Work to be completed :: If a line of the data below contains the string "async", copy it into your answer.
....
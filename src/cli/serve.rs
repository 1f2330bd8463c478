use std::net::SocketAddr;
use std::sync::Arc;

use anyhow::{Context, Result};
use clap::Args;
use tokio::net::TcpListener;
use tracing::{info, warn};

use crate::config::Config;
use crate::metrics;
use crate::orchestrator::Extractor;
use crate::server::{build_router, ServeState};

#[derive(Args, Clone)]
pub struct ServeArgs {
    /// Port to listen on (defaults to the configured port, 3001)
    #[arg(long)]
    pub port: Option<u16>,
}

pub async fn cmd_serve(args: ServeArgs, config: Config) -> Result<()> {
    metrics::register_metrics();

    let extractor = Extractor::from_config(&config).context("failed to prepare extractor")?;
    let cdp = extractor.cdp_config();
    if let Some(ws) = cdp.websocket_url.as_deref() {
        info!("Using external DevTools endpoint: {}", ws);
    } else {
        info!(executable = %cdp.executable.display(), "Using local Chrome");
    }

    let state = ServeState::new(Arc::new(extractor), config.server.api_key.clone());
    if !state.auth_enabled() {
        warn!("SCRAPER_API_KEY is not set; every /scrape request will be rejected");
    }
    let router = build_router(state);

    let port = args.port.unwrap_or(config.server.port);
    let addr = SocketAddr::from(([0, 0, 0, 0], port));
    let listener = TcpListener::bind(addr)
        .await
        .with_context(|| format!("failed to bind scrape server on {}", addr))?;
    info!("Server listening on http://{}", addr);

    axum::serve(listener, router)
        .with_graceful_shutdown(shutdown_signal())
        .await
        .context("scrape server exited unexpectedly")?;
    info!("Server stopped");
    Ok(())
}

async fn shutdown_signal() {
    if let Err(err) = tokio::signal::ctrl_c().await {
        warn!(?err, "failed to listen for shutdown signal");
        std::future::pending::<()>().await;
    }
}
....
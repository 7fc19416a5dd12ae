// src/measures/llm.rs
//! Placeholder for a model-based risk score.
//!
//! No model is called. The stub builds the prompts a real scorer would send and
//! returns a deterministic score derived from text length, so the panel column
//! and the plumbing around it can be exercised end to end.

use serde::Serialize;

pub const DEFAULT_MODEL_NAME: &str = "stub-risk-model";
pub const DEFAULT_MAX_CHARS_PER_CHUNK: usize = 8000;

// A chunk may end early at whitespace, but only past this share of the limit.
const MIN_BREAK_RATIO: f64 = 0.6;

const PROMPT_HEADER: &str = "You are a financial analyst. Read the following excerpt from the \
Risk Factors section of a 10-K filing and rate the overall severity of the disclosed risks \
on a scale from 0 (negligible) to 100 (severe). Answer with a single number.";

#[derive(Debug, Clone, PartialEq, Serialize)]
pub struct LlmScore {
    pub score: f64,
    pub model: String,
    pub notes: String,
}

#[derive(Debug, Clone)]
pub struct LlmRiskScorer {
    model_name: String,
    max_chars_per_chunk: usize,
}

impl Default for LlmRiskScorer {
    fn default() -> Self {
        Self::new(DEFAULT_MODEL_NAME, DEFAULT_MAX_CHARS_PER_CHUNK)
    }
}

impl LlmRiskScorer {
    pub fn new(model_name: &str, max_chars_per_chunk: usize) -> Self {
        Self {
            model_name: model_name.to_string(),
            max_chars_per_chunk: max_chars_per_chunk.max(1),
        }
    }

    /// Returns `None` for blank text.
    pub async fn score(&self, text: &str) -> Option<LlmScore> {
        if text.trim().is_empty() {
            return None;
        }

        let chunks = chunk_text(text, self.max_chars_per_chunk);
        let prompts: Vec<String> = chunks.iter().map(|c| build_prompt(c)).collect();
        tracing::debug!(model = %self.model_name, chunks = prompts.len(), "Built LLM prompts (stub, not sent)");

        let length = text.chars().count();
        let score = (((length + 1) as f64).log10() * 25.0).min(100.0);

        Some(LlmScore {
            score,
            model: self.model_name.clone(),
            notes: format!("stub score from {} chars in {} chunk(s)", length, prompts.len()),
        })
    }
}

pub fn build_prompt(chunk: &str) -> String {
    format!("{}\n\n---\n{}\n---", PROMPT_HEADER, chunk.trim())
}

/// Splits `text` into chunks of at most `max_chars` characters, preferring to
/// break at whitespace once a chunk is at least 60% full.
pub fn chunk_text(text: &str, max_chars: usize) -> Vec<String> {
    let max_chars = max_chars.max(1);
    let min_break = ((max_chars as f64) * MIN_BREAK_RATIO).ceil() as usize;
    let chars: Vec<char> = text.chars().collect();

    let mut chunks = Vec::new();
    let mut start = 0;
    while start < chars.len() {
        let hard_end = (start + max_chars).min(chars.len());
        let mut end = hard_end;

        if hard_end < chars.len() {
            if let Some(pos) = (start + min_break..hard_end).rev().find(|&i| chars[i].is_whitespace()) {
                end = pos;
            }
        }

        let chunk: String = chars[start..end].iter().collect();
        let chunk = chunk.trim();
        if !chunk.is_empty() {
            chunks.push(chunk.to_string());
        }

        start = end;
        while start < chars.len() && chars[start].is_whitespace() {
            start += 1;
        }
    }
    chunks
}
....
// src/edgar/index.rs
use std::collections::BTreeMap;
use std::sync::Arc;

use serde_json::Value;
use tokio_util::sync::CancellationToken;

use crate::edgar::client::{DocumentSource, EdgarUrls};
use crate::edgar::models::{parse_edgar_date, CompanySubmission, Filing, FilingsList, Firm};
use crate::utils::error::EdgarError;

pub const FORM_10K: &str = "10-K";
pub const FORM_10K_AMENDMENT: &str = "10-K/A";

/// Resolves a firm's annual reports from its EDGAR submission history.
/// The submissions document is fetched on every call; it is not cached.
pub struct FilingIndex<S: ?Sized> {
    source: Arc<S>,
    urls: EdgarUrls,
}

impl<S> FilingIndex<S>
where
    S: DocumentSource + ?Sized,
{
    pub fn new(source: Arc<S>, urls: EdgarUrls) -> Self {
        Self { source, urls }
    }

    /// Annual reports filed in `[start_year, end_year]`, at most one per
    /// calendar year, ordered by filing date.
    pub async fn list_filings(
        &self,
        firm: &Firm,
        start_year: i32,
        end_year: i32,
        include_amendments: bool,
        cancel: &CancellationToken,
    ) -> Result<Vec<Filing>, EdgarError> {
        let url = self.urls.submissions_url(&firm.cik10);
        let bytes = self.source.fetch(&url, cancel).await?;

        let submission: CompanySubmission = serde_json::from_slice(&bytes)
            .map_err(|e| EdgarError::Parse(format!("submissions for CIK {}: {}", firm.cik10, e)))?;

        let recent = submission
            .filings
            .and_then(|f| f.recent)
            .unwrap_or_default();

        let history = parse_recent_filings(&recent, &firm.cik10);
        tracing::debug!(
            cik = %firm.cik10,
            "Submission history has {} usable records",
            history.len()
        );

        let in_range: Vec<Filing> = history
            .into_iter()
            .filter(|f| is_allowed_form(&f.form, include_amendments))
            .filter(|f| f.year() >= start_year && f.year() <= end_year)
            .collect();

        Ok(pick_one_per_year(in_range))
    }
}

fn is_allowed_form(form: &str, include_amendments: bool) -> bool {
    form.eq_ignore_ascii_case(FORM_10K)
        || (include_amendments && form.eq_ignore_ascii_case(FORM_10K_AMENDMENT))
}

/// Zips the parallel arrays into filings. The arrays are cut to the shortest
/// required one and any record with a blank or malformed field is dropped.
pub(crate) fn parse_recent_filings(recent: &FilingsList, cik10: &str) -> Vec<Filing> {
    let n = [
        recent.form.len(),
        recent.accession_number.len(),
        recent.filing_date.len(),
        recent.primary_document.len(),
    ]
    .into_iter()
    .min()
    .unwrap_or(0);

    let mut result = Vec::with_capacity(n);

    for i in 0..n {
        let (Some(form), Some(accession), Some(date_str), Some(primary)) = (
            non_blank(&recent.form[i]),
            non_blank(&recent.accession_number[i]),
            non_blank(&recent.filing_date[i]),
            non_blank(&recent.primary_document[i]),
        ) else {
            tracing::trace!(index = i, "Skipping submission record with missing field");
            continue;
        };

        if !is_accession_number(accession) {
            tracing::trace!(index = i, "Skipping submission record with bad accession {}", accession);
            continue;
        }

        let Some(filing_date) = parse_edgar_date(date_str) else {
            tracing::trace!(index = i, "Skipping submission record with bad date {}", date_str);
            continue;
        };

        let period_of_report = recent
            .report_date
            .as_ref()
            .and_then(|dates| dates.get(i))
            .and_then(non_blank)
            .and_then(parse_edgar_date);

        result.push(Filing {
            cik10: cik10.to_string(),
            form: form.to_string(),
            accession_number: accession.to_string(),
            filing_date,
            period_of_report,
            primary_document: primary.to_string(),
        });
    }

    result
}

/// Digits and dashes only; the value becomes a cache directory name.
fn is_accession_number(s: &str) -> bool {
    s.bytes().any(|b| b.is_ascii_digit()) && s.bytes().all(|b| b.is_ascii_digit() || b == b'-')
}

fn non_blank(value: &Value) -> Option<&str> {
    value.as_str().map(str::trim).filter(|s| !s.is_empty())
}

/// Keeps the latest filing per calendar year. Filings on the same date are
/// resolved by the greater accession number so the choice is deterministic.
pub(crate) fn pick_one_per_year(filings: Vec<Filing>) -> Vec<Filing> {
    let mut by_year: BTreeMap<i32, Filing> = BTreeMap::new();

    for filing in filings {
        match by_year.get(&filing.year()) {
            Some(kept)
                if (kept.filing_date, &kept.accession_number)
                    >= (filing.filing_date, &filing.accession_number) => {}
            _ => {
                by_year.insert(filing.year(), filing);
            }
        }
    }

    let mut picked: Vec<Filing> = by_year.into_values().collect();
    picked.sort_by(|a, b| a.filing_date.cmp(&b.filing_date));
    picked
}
....
The completed task ::
pub async fn cmd_serve(args: ServeArgs, config: Config) -> Result<()> {
async fn shutdown_signal() {
    pub async fn score(&self, text: &str) -> Option<LlmScore> {
    pub async fn list_filings(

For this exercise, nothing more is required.